Re: Code does Remove Html
by Anonymous Monk on Dec 17, 2006 at 05:47 UTC
Re: Code does Remove Html
by bart (Canon) on Dec 17, 2006 at 12:57 UTC
    Why can't your tags contain any spaces?
    /[^ >]/
    In plain English: any character except ">" or a space.

    Besides, quoted attributes, either with single or with double quotes, may contain ">" characters.

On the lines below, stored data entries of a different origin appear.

// Integration tests for durable user state

#[cfg(test)]
mod tests {
    use crypto_vibe::bookmarks::{BookmarkStore, PersistedState};
    use crypto_vibe::feed::samples::sample_articles;
    use crypto_vibe::filter::FilterState;
    use crypto_vibe::notify::Notifier;
    use crypto_vibe::prefs::{Language, Preferences, Theme};
    use crypto_vibe::storage::{FileStore, KvStore, BOOKMARKS_KEY};

    #[test]
    fn test_bookmark_then_reload_reproduces_snapshot() {
        let tmp = tempfile::tempdir().unwrap();
        let samples = sample_articles();
        {
            let mut store = BookmarkStore::load(Box::new(FileStore::new(tmp.path())), Notifier::silent());
            assert!(store.add(&samples[2]));
            assert!(store.add(&samples[0]));
        }

        let reloaded = BookmarkStore::load(Box::new(FileStore::new(tmp.path())), Notifier::silent());
        assert_eq!(reloaded.bookmarks(), &[samples[2].clone(), samples[0].clone()]);
        assert_eq!(reloaded.persisted_state(), PersistedState::Populated);
    }

    #[test]
    fn test_bookmarks_and_preferences_share_a_directory() {
        let tmp = tempfile::tempdir().unwrap();
        let samples = sample_articles();
        {
            let mut bookmarks = BookmarkStore::load(Box::new(FileStore::new(tmp.path())), Notifier::silent());
            let mut prefs = Preferences::load(Box::new(FileStore::new(tmp.path())), Notifier::silent());
            bookmarks.toggle(&samples[1]);
            prefs.set_language(Language::En);
            prefs.toggle_theme();
            prefs.set_filters(FilterState { period: Some("week".to_string()), ..Default::default() });
        }

        let bookmarks = BookmarkStore::load(Box::new(FileStore::new(tmp.path())), Notifier::silent());
        let prefs = Preferences::load(Box::new(FileStore::new(tmp.path())), Notifier::silent());
        assert!(bookmarks.is_bookmarked(&samples[1].id));
        assert_eq!(prefs.language(), Language::En);
        assert_eq!(prefs.theme(), Theme::Light);
        assert_eq!(prefs.filters().period.as_deref(), Some("week"));
    }

    #[test]
    fn test_clear_deletes_entry_and_corruption_recovers() {
        let tmp = tempfile::tempdir().unwrap();
        let samples = sample_articles();

        let mut store = BookmarkStore::load(Box::new(FileStore::new(tmp.path())), Notifier::silent());
        store.add(&samples[0]);
        store.clear();
        assert_eq!(FileStore::new(tmp.path()).get(BOOKMARKS_KEY).unwrap(), None);

        let mut raw = FileStore::new(tmp.path());
        raw.set(BOOKMARKS_KEY, "not json at all").unwrap();
        let (notifier, mut rx) = Notifier::channel();
        let store = BookmarkStore::load(Box::new(FileStore::new(tmp.path())), notifier);
        assert!(store.is_empty());
        assert_eq!(store.persisted_state(), PersistedState::Absent);
        assert_eq!(raw.get(BOOKMARKS_KEY).unwrap(), None);
        // corruption is logged, not surfaced as a storage failure
        assert!(rx.try_recv().is_err());
    }
}
use super::types::*;
use super::{fetch_body, non_blank, non_empty, FeedCapabilities, FeedError, NewsFeed};
use crate::config::CryptoPanicConfig;
use crate::filter::FilterState;
use async_trait::async_trait;
use chrono::SecondsFormat;
use reqwest::Client;
use serde::Deserialize;

/// cryptopanic.com `/api/v1/posts/` response
#[derive(Debug, Deserialize)]
struct PostsResponse {
    #[serde(default)]
    results: Vec<Post>,
}

#[derive(Debug, Deserialize)]
struct Post {
    id: u64,
    #[serde(default)]
    title: String,
    #[serde(default)]
    published_at: String,
    #[serde(default)]
    published_at_unix: Option<i64>,
    #[serde(default)]
    url: String,
    #[serde(default)]
    source: Option<PostSource>,
    #[serde(default)]
    domain: Option<String>,
    #[serde(default)]
    description: Option<String>,
    #[serde(default)]
    votes: Option<Votes>,
    #[serde(default)]
    currencies: Option<Vec<PostCurrency>>,
    #[serde(default)]
    metadata: Option<PostMetadata>,
}

#[derive(Debug, Deserialize)]
struct PostSource {
    #[serde(default)]
    title: Option<String>,
    #[serde(default)]
    domain: Option<String>,
}

#[derive(Debug, Deserialize)]
struct PostCurrency {
    code: String,
}

#[derive(Debug, Deserialize)]
struct PostMetadata {
    #[serde(default)]
    image: Option<String>,
}

pub struct CryptoPanic {
    client: Client,
    api_key: Option<String>,
    base_url: String,
    currencies: String,
    regions: String,
    kind: String,
}

impl CryptoPanic {
    pub fn new(api_key: Option<String>, config: &CryptoPanicConfig) -> Self {
        Self {
            client: super::http_client(),
            api_key,
            base_url: config.base_url.clone(),
            currencies: config.currencies.clone(),
            regions: config.regions.clone(),
            kind: config.kind.clone(),
        }
    }

    fn query(&self, api_key: &str, filters: &FilterState) -> Vec<(&'static str, String)> {
        let mut params = vec![
            ("auth_token", api_key.to_string()),
            ("public", "true".to_string()),
            ("currencies", self.currencies.clone()),
            ("regions", self.regions.clone()),
            ("kind", self.kind.clone()),
        ];
        if let Some(period) = filters.period() {
            params.push(("filter", period.as_str().to_string()));
        }
        params
    }
}

fn normalize_post(post: Post) -> Option<Article> {
    let title = post.title.trim().to_string();
    if title.is_empty() || post.url.is_empty() {
        return None;
    }

    let source_title = post.source.as_ref().and_then(|s| non_blank(s.title.clone()));
    let domain = non_blank(post.domain)
        .or_else(|| post.source.as_ref().and_then(|s| non_blank(s.domain.clone())))
        .unwrap_or_else(|| domain_from_url(&post.url, source_title.as_deref()));

    let published_at = match parse_timestamp(&post.published_at) {
        Some(dt) => dt.to_rfc3339_opts(SecondsFormat::Secs, true),
        None => post
            .published_at_unix
            .and_then(epoch_to_rfc3339)
            .unwrap_or(post.published_at),
    };

    let article = Article {
        id: post.id.to_string(),
        title,
        published_at,
        url: post.url,
        source_name: source_title.unwrap_or_else(|| domain.clone()),
        domain,
        description: non_blank(post.description),
        votes: None,
        sentiment: None,
        image_url: post.metadata.and_then(|m| non_blank(m.image)),
        currencies: post
            .currencies
            .unwrap_or_default()
            .into_iter()
            .map(|c| c.code)
            .collect(),
    };

    Some(match post.votes {
        Some(votes) => article.with_votes(votes),
        None => article,
    })
}

pub fn parse_posts(json: &str) -> Result<Vec<Article>, FeedError> {
    let resp: PostsResponse = serde_json::from_str(json)?;
    Ok(resp.results.into_iter().filter_map(normalize_post).collect())
}

#[async_trait]
impl NewsFeed for CryptoPanic {
    fn name(&self) -> &str {
        "cryptopanic"
    }

    fn capabilities(&self) -> FeedCapabilities {
        FeedCapabilities { native_period: true, native_order: true, votes: true }
    }

    async fn fetch_news(&self, filters: &FilterState) -> Result<Vec<Article>, FeedError> {
        let api_key = self
            .api_key
            .as_deref()
            .ok_or(FeedError::MissingCredential("CRYPTOPANIC_API_KEY"))?;

        let req = self.client.get(&self.base_url).query(&self.query(api_key, filters));
        let body = fetch_body(req).await?;
        non_empty(parse_posts(&body)?)
    }
}

#[cfg(test)]
mod tests {
    use super::*;

    const SAMPLE: &str = r#"{
        "count": 2,
        "next": null,
        "previous": null,
        "results": [
            {
                "kind": "news",
                "domain": "coindesk.com",
                "source": {"title": "CoinDesk", "region": "en", "domain": "coindesk.com"},
                "title": "Bitcoin Tops $70K",
                "published_at": "2024-03-10T10:00:00Z",
                "slug": "Bitcoin-Tops-70K",
                "currencies": [{"code": "BTC", "title": "Bitcoin", "slug": "bitcoin", "url": "https://cryptopanic.com/news/bitcoin/"}],
                "id": 19384721,
                "url": "https://cryptopanic.com/news/19384721/Bitcoin-Tops-70K",
                "created_at": "2024-03-10T10:00:05Z",
                "votes": {"negative": 1, "positive": 7, "important": 2, "liked": 3, "disliked": 0, "lol": 0, "toxic": 0, "saved": 1, "comments": 4},
                "metadata": {"image": "https://img.example.com/btc.png"}
            },
            {
                "kind": "news",
                "source": {"title": "Decrypt", "region": "en"},
                "title": "Ethereum devs set Dencun date",
                "published_at": "2024-03-09T08:30:00+02:00",
                "id": 19384000,
                "url": "https://decrypt.co/1234/ethereum-dencun",
                "created_at": "2024-03-09T06:30:00Z"
            },
            {
                "kind": "news",
                "title": "   ",
                "published_at": "2024-03-09T08:30:00Z",
                "id": 3,
                "url": "https://example.com/empty"
            }
        ]
    }"#;

    #[test]
    fn test_parse_posts() {
        let articles = parse_posts(SAMPLE).unwrap();
        assert_eq!(articles.len(), 2);

        let a = &articles[0];
        assert_eq!(a.id, "19384721");
        assert_eq!(a.title, "Bitcoin Tops $70K");
        assert_eq!(a.domain, "coindesk.com");
        assert_eq!(a.source_name, "CoinDesk");
        assert_eq!(a.sentiment, Some(Sentiment::Positive));
        assert_eq!(a.votes.as_ref().map(|v| v.comments), Some(4));
        assert_eq!(a.image_url.as_deref(), Some("https://img.example.com/btc.png"));
        assert_eq!(a.currencies, vec!["BTC".to_string()]);
    }

    #[test]
    fn test_parse_posts_derives_domain_and_normalizes_time() {
        let articles = parse_posts(SAMPLE).unwrap();
        let b = &articles[1];
        assert_eq!(b.domain, "decrypt.co");
        assert_eq!(b.published_at, "2024-03-09T06:30:00Z");
        assert_eq!(b.votes, None);
        assert_eq!(b.sentiment, None);
        assert_eq!(b.image_url, None);
    }

    #[test]
    fn test_parse_posts_rejects_bad_shape() {
        assert!(matches!(parse_posts("{\"results\": 5}"), Err(FeedError::Parse(_))));
        assert!(matches!(parse_posts("<html>"), Err(FeedError::Parse(_))));
    }

    #[test]
    fn test_query_includes_period() {
        let feed = CryptoPanic::new(Some("k".to_string()), &CryptoPanicConfig::default());
        let filters = FilterState { period: Some("24h".to_string()), ..Default::default() };
        let params = feed.query("k", &filters);
        assert!(params.contains(&("filter", "24h".to_string())));
        assert!(params.contains(&("auth_token", "k".to_string())));

        let latest = feed.query("k", &FilterState::default());
        assert!(latest.iter().all(|(k, _)| *k != "filter"));
    }

    #[tokio::test]
    async fn test_missing_key_fails_without_request() {
        let feed = CryptoPanic::new(None, &CryptoPanicConfig::default());
        let err = feed.fetch_news(&FilterState::default()).await.unwrap_err();
        assert!(matches!(err, FeedError::MissingCredential("CRYPTOPANIC_API_KEY")));
    }
}
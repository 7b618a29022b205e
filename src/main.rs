use anyhow::{Context, Result};
use crypto_vibe::bookmarks::BookmarkStore;
use crypto_vibe::config::Config;
use crypto_vibe::engine::{Engine, NewsRefresher};
use crypto_vibe::feed::fallback::NewsAggregator;
use crypto_vibe::notify::Notifier;
use crypto_vibe::prefs::Preferences;
use crypto_vibe::storage::{FileStore, KvStore, MemoryStore};
use crypto_vibe::ticker::PriceTicker;
use crypto_vibe::tui::{self, state::AppState, TuiCommand};
use std::path::{Path, PathBuf};
use std::sync::Arc;
use std::time::Duration;
use tokio::sync::{mpsc, watch};
use tracing_subscriber::EnvFilter;

const DEFAULT_CONFIG: &str = "config.toml";

/// `--config <path>` or `--config=<path>`; `None` means the default location.
fn config_arg() -> Option<PathBuf> {
    let mut args = std::env::args().skip(1);
    while let Some(arg) = args.next() {
        if arg == "--config" {
            return args.next().map(PathBuf::from);
        }
        if let Some(path) = arg.strip_prefix("--config=") {
            return Some(PathBuf::from(path));
        }
    }
    None
}

/// One store per owner; both point at the same directory when it is usable.
fn open_store(data_dir: Option<&Path>) -> Box<dyn KvStore> {
    match data_dir {
        Some(dir) => Box::new(FileStore::new(dir)),
        None => Box::new(MemoryStore::new()),
    }
}

#[tokio::main]
async fn main() -> Result<()> {
    let log_file = std::fs::File::create("crypto-vibe.log")?;
    tracing_subscriber::fmt()
        .with_env_filter(
            EnvFilter::try_from_default_env().unwrap_or_else(|_| EnvFilter::new("crypto_vibe=info")),
        )
        .with_ansi(false)
        .with_writer(log_file)
        .init();

    let config = match config_arg() {
        Some(path) => Config::load(&path)?,
        None if Path::new(DEFAULT_CONFIG).exists() => Config::load(Path::new(DEFAULT_CONFIG))?,
        None => Config::default(),
    };

    // Load saved keys from .env (real env vars take precedence)
    Config::load_env_file();

    println!();
    println!("  Crypto Vibe v{}", env!("CARGO_PKG_VERSION"));
    println!("  ==================");
    println!();

    let feeds = config.build_feeds().context("Invalid [news] providers")?;
    for (name, key) in [
        ("cryptopanic", Config::cryptopanic_api_key()),
        ("cryptocompare", Config::cryptocompare_api_key()),
        ("newsapi", Config::newsapi_api_key()),
    ] {
        if config.news.providers.iter().any(|p| p.eq_ignore_ascii_case(name)) {
            let status = if key.is_some() { "key loaded" } else { "no key" };
            println!("  {:<14} {}", name, status);
        }
    }

    let data_dir = match config.storage.data_dir.clone() {
        Some(dir) => Some(dir),
        None => match FileStore::default_dir() {
            Ok(dir) => Some(dir),
            Err(e) => {
                tracing::warn!(error = %e, "no data directory, bookmarks will not persist");
                None
            }
        },
    };
    match &data_dir {
        Some(dir) => println!("  Data: {}", dir.display()),
        None => println!("  Data: in-memory only"),
    }
    println!();

    let (notifier, mut notice_rx) = Notifier::channel();
    let load_notifier = notifier.clone();
    let (bookmarks, prefs) = tokio::task::spawn_blocking(move || {
        let bookmarks = BookmarkStore::load(open_store(data_dir.as_deref()), load_notifier.clone());
        let prefs = Preferences::load(open_store(data_dir.as_deref()), load_notifier);
        (bookmarks, prefs)
    })
    .await
    .context("Failed to load saved data")?;

    // Channels
    let (state_tx, state_rx) = watch::channel(AppState::new(
        prefs.language(),
        prefs.theme(),
        prefs.filters().clone(),
        bookmarks.bookmarks().to_vec(),
    ));
    let (cmd_tx, cmd_rx) = mpsc::channel::<TuiCommand>(16);

    let aggregator = Arc::new(NewsAggregator::new(
        feeds,
        Duration::from_secs(config.news.request_timeout_s),
        notifier.clone(),
    ));
    let refresher = NewsRefresher::new(aggregator, state_tx.clone());
    let ticker = Arc::new(PriceTicker::new(
        Config::coingecko_api_key(),
        &config.ticker,
        notifier.clone(),
    ));
    tracing::info!(providers = ?refresher.feed_names(), "starting");

    // --- Notices -> state ---
    let state_tx_notices = state_tx.clone();
    tokio::spawn(async move {
        while let Some(notice) = notice_rx.recv().await {
            state_tx_notices.send_modify(|s| s.push_notice(notice));
        }
    });

    // --- News refresh loop (first tick fires immediately) ---
    let news_every = Duration::from_secs(config.news.refresh_interval_s.max(1));
    let refresher_poll = refresher.clone();
    let state_rx_news = state_rx.clone();
    tokio::spawn(async move {
        let mut interval = tokio::time::interval(news_every);
        interval.set_missed_tick_behavior(tokio::time::MissedTickBehavior::Skip);
        loop {
            interval.tick().await;
            let filters = state_rx_news.borrow().filters.clone();
            refresher_poll.refresh(filters);
        }
    });

    // --- Price ticker loop ---
    let ticker_every = Duration::from_secs(config.ticker.refresh_interval_s.max(1));
    let state_tx_ticker = state_tx.clone();
    tokio::spawn(async move {
        let mut interval = tokio::time::interval(ticker_every);
        interval.set_missed_tick_behavior(tokio::time::MissedTickBehavior::Skip);
        loop {
            interval.tick().await;
            let ticker = ticker.clone();
            let state_tx = state_tx_ticker.clone();
            tokio::spawn(async move {
                let outcome = ticker.refresh().await;
                state_tx.send_modify(|s| {
                    s.coins = outcome.coins;
                    s.ticker_live = outcome.live;
                });
            });
        }
    });

    // --- Engine: sole owner of bookmarks and preferences, on a blocking thread ---
    let engine = Engine::new(bookmarks, prefs, refresher, state_tx.clone(), notifier.clone());
    tokio::task::spawn_blocking(move || engine.run(cmd_rx));

    // --- Run TUI (blocks until quit) ---
    tui::run_tui(state_rx, cmd_tx).await?;

    tracing::debug!("shutting down");
    Ok(())
}
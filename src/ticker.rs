use crate::config::TickerConfig;
use crate::feed::{fetch_body, http_client, FeedError};
use crate::notify::Notifier;
use reqwest::Client;
use serde::{Deserialize, Deserializer};
use std::sync::atomic::{AtomicBool, Ordering};
use std::time::Duration;

/// One row of the CoinGecko `/coins/markets` response (only the fields we show).
#[derive(Debug, Clone, PartialEq, Deserialize)]
pub struct Coin {
    pub id: String,
    pub symbol: String,
    pub name: String,
    #[serde(default)]
    pub image: String,
    #[serde(default, deserialize_with = "null_as_zero")]
    pub current_price: f64,
    #[serde(default, deserialize_with = "null_as_zero")]
    pub price_change_percentage_24h: f64,
}

/// CoinGecko sends `null` for coins without a recent trade.
fn null_as_zero<'de, D: Deserializer<'de>>(d: D) -> Result<f64, D::Error> {
    Ok(Option::<f64>::deserialize(d)?.unwrap_or(0.0))
}

#[derive(Debug, Clone)]
pub struct TickerOutcome {
    pub coins: Vec<Coin>,
    pub live: bool,
}

pub struct PriceTicker {
    client: Client,
    api_key: Option<String>,
    base_url: String,
    vs_currency: String,
    per_page: u32,
    timeout: Duration,
    degraded: AtomicBool,
    notifier: Notifier,
}

impl PriceTicker {
    pub fn new(api_key: Option<String>, config: &TickerConfig, notifier: Notifier) -> Self {
        Self {
            client: http_client(),
            api_key,
            base_url: config.base_url.clone(),
            vs_currency: config.vs_currency.clone(),
            per_page: config.per_page,
            timeout: Duration::from_secs(config.request_timeout_s),
            degraded: AtomicBool::new(false),
            notifier,
        }
    }

    pub async fn fetch_coins(&self) -> Result<Vec<Coin>, FeedError> {
        if self.base_url.trim().is_empty() {
            return Err(FeedError::Rejected("ticker base_url is not configured".to_string()));
        }

        let mut req = self.client.get(&self.base_url).query(&[
            ("vs_currency", self.vs_currency.clone()),
            ("order", "market_cap_desc".to_string()),
            ("per_page", self.per_page.to_string()),
            ("page", "1".to_string()),
            ("sparkline", "false".to_string()),
        ]);
        if let Some(key) = &self.api_key {
            req = req.header("x-cg-demo-api-key", key.as_str());
        }

        let body = match tokio::time::timeout(self.timeout, fetch_body(req)).await {
            Ok(body) => body?,
            Err(_) => return Err(FeedError::Timeout(self.timeout)),
        };
        let coins = parse_markets(&body)?;
        if coins.is_empty() {
            return Err(FeedError::Empty);
        }
        Ok(coins)
    }

    /// Live prices, or the bundled list when the endpoint is unusable.
    /// Warns once per transition into the degraded state.
    pub async fn refresh(&self) -> TickerOutcome {
        match self.fetch_coins().await {
            Ok(coins) => {
                self.degraded.store(false, Ordering::Relaxed);
                TickerOutcome { coins, live: true }
            }
            Err(e) => {
                tracing::warn!(error = %e, "price ticker fetch failed, using fallback list");
                if !self.degraded.swap(true, Ordering::Relaxed) {
                    self.notifier.warning("notice.ticker_fallback", Some(e.to_string()));
                }
                TickerOutcome { coins: fallback_coins(), live: false }
            }
        }
    }
}

pub fn parse_markets(json: &str) -> Result<Vec<Coin>, FeedError> {
    Ok(serde_json::from_str(json)?)
}

pub fn fallback_coins() -> Vec<Coin> {
    [
        ("bitcoin", "btc", "Bitcoin", 67_250.00, 1.85),
        ("ethereum", "eth", "Ethereum", 3_480.50, 2.40),
        ("tether", "usdt", "Tether", 1.00, 0.01),
        ("binancecoin", "bnb", "BNB", 585.20, -0.75),
        ("solana", "sol", "Solana", 148.90, 4.10),
        ("ripple", "xrp", "XRP", 0.62, -1.30),
        ("usd-coin", "usdc", "USDC", 1.00, 0.00),
        ("cardano", "ada", "Cardano", 0.71, -2.05),
        ("dogecoin", "doge", "Dogecoin", 0.16, 3.20),
        ("litecoin", "ltc", "Litecoin", 92.40, 0.55),
    ]
    .into_iter()
    .map(|(id, symbol, name, price, change)| Coin {
        id: id.to_string(),
        symbol: symbol.to_string(),
        name: name.to_string(),
        image: String::new(),
        current_price: price,
        price_change_percentage_24h: change,
    })
    .collect()
}

/// `$67,250.00`
pub fn format_price(price: f64) -> String {
    let cents = (price.abs() * 100.0).round() as u64;
    let whole = (cents / 100).to_string();
    let mut grouped = String::with_capacity(whole.len() + whole.len() / 3);
    for (i, ch) in whole.chars().enumerate() {
        if i > 0 && (whole.len() - i) % 3 == 0 {
            grouped.push(',');
        }
        grouped.push(ch);
    }
    let sign = if price < 0.0 { "-" } else { "" };
    format!("{}${}.{:02}", sign, grouped, cents % 100)
}

/// `+1.85%` / `-0.75%`
pub fn format_change(change: f64) -> String {
    format!("{:+.2}%", change)
}
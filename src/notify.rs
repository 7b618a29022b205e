use tokio::sync::mpsc;

#[derive(Debug, Clone, Copy, PartialEq, Eq)]
pub enum NoticeLevel {
    Info,
    Success,
    Warning,
}

impl NoticeLevel {
    pub fn label(&self) -> &'static str {
        match self {
            NoticeLevel::Info => "INFO",
            NoticeLevel::Success => "OK",
            NoticeLevel::Warning => "WARN",
        }
    }
}

/// A transient user-facing message (the terminal equivalent of a toast).
/// `key` is a translation key so the text follows the active language.
#[derive(Debug, Clone, PartialEq, Eq)]
pub struct Notice {
    pub level: NoticeLevel,
    pub key: &'static str,
    pub detail: Option<String>,
}

/// Cheap-to-clone handle for emitting notices. A silent notifier drops them.
#[derive(Debug, Clone, Default)]
pub struct Notifier {
    tx: Option<mpsc::UnboundedSender<Notice>>,
}

impl Notifier {
    pub fn channel() -> (Self, mpsc::UnboundedReceiver<Notice>) {
        let (tx, rx) = mpsc::unbounded_channel();
        (Self { tx: Some(tx) }, rx)
    }

    pub fn silent() -> Self {
        Self { tx: None }
    }

    pub fn notify(&self, level: NoticeLevel, key: &'static str, detail: Option<String>) {
        match level {
            NoticeLevel::Warning => tracing::warn!(key, detail = ?detail, "user notice"),
            _ => tracing::debug!(key, detail = ?detail, "user notice"),
        }
        if let Some(tx) = &self.tx {
            let _ = tx.send(Notice { level, key, detail });
        }
    }

    pub fn success(&self, key: &'static str) {
        self.notify(NoticeLevel::Success, key, None);
    }

    pub fn warning(&self, key: &'static str, detail: Option<String>) {
        self.notify(NoticeLevel::Warning, key, detail);
    }
}

#[cfg(test)]
mod tests {
    use super::*;

    #[test]
    fn test_channel_delivers_in_order() {
        let (notifier, mut rx) = Notifier::channel();
        notifier.success("notice.bookmark_added");
        notifier.warning("notice.storage_failed", Some("disk full".to_string()));

        assert_eq!(rx.try_recv().unwrap().level, NoticeLevel::Success);
        let second = rx.try_recv().unwrap();
        assert_eq!(second.level, NoticeLevel::Warning);
        assert_eq!(second.key, "notice.storage_failed");
        assert_eq!(second.detail.as_deref(), Some("disk full"));
        assert!(rx.try_recv().is_err());
    }

    #[test]
    fn test_silent_notifier_is_a_no_op() {
        Notifier::silent().warning("notice.samples", None);
    }
}
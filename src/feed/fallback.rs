use super::samples::sample_articles;
use super::types::Article;
use super::{FeedCapabilities, FeedError, NewsFeed};
use crate::filter::{self, FilterPlan, FilterState};
use crate::notify::Notifier;
use chrono::{DateTime, Utc};
use std::time::Duration;

/// Samples carry votes but are not pre-sorted. Their dates are fixed, so a
/// period window would empty the batch; it is never applied to them.
const SAMPLE_CAPABILITIES: FeedCapabilities = FeedCapabilities {
    native_period: true,
    native_order: false,
    votes: true,
};

#[derive(Debug, Clone, PartialEq, Eq)]
pub enum BatchOrigin {
    Provider(String),
    Samples,
}

impl BatchOrigin {
    pub fn label(&self) -> &str {
        match self {
            BatchOrigin::Provider(name) => name,
            BatchOrigin::Samples => "samples",
        }
    }
}

#[derive(Debug, Clone)]
pub struct FetchOutcome {
    pub articles: Vec<Article>,
    pub origin: BatchOrigin,
}

/// Tries each feed in priority order and keeps the first non-empty batch.
/// Falls back to bundled samples; never fails.
pub struct NewsAggregator {
    feeds: Vec<Box<dyn NewsFeed>>,
    timeout: Duration,
    samples: Vec<Article>,
    notifier: Notifier,
}

impl NewsAggregator {
    pub fn new(feeds: Vec<Box<dyn NewsFeed>>, timeout: Duration, notifier: Notifier) -> Self {
        Self {
            feeds,
            timeout,
            samples: sample_articles(),
            notifier,
        }
    }

    pub fn with_samples(mut self, samples: Vec<Article>) -> Self {
        self.samples = samples;
        self
    }

    pub fn feed_names(&self) -> Vec<&str> {
        self.feeds.iter().map(|f| f.name()).collect()
    }

    pub async fn fetch(&self, filters: &FilterState) -> FetchOutcome {
        self.fetch_at(filters, Utc::now()).await
    }

    /// `now` anchors the local period window.
    pub async fn fetch_at(&self, filters: &FilterState, now: DateTime<Utc>) -> FetchOutcome {
        for feed in &self.feeds {
            let name = feed.name();
            let result = match tokio::time::timeout(self.timeout, feed.fetch_news(filters)).await {
                Ok(result) => result,
                Err(_) => Err(FeedError::Timeout(self.timeout)),
            };

            match result {
                Ok(articles) if !articles.is_empty() => {
                    tracing::info!(provider = name, count = articles.len(), "news batch received");
                    let articles = narrow(articles, feed.capabilities(), filters, now);
                    return FetchOutcome {
                        articles,
                        origin: BatchOrigin::Provider(name.to_string()),
                    };
                }
                Ok(_) => {
                    tracing::warn!(provider = name, "provider returned no articles, trying next");
                }
                Err(e) => {
                    tracing::warn!(provider = name, error = %e, "news fetch failed, trying next");
                }
            }
        }

        tracing::warn!(providers = self.feeds.len(), "all news providers failed, using samples");
        self.notifier.warning("notice.samples", None);
        FetchOutcome {
            articles: narrow(self.samples.clone(), SAMPLE_CAPABILITIES, filters, now),
            origin: BatchOrigin::Samples,
        }
    }
}

/// Apply only the predicates the batch's provider did not already apply.
fn narrow(
    mut articles: Vec<Article>,
    caps: FeedCapabilities,
    filters: &FilterState,
    now: DateTime<Utc>,
) -> Vec<Article> {
    if !caps.native_order {
        filter::sort_recent_first(&mut articles);
    }
    let plan = FilterPlan {
        period: !caps.native_period,
        sentiment: caps.votes,
    };
    filter::apply(articles, filters, plan, now)
}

      bart, from my findings if one was to remove the space in
      /<(([^ >]|\n)*)>/ /
      to
      /<(([^>]|\n)*)>/ /

      The code will remove more none html like.
      1) < sfsdf > 2) < sddsds "dfdsfds" > 3) < sdsds sdsd"sdsdasd" >
      So in those three cases they are text and not html.
        But what about tags like these?
        • <a href="http://perlmonks.org" class="link">
        • <br />
Re: Code does Remove Html
by shmem (Chancellor) on Dec 17, 2006 at 19:03 UTC
    and what would be correct.

    There's Tom Christiansen's striphtml since 1996 - still works.

    --shmem

    _($_=" "x(1<<5)."?\n".q·/)Oo.  G°\        /
                                  /\_¯/(q    /
    ----------------------------  \__(m.====·.(_("always off the crowd"))."·
    ");sub _{s./.($e="'Itrs `mnsgdq Gdbj O`qkdq")=~y/"-y/#-z/;$e.e && print}
Re: Code does Remove Html
by graff (Chancellor) on Dec 18, 2006 at 07:47 UTC
    I just noticed that this line of code in the OP:
    $value =~ s/<(([^ >]|\n)*)>//g;
    also appears in code that was posted in another recent SoPW thread: How to use tr///. It looks like ApolloOne may have been replying as Anonymonk when posting this sub-reply, which contains the infamous "Matt's scripts" code, which in turn contains this strange regex.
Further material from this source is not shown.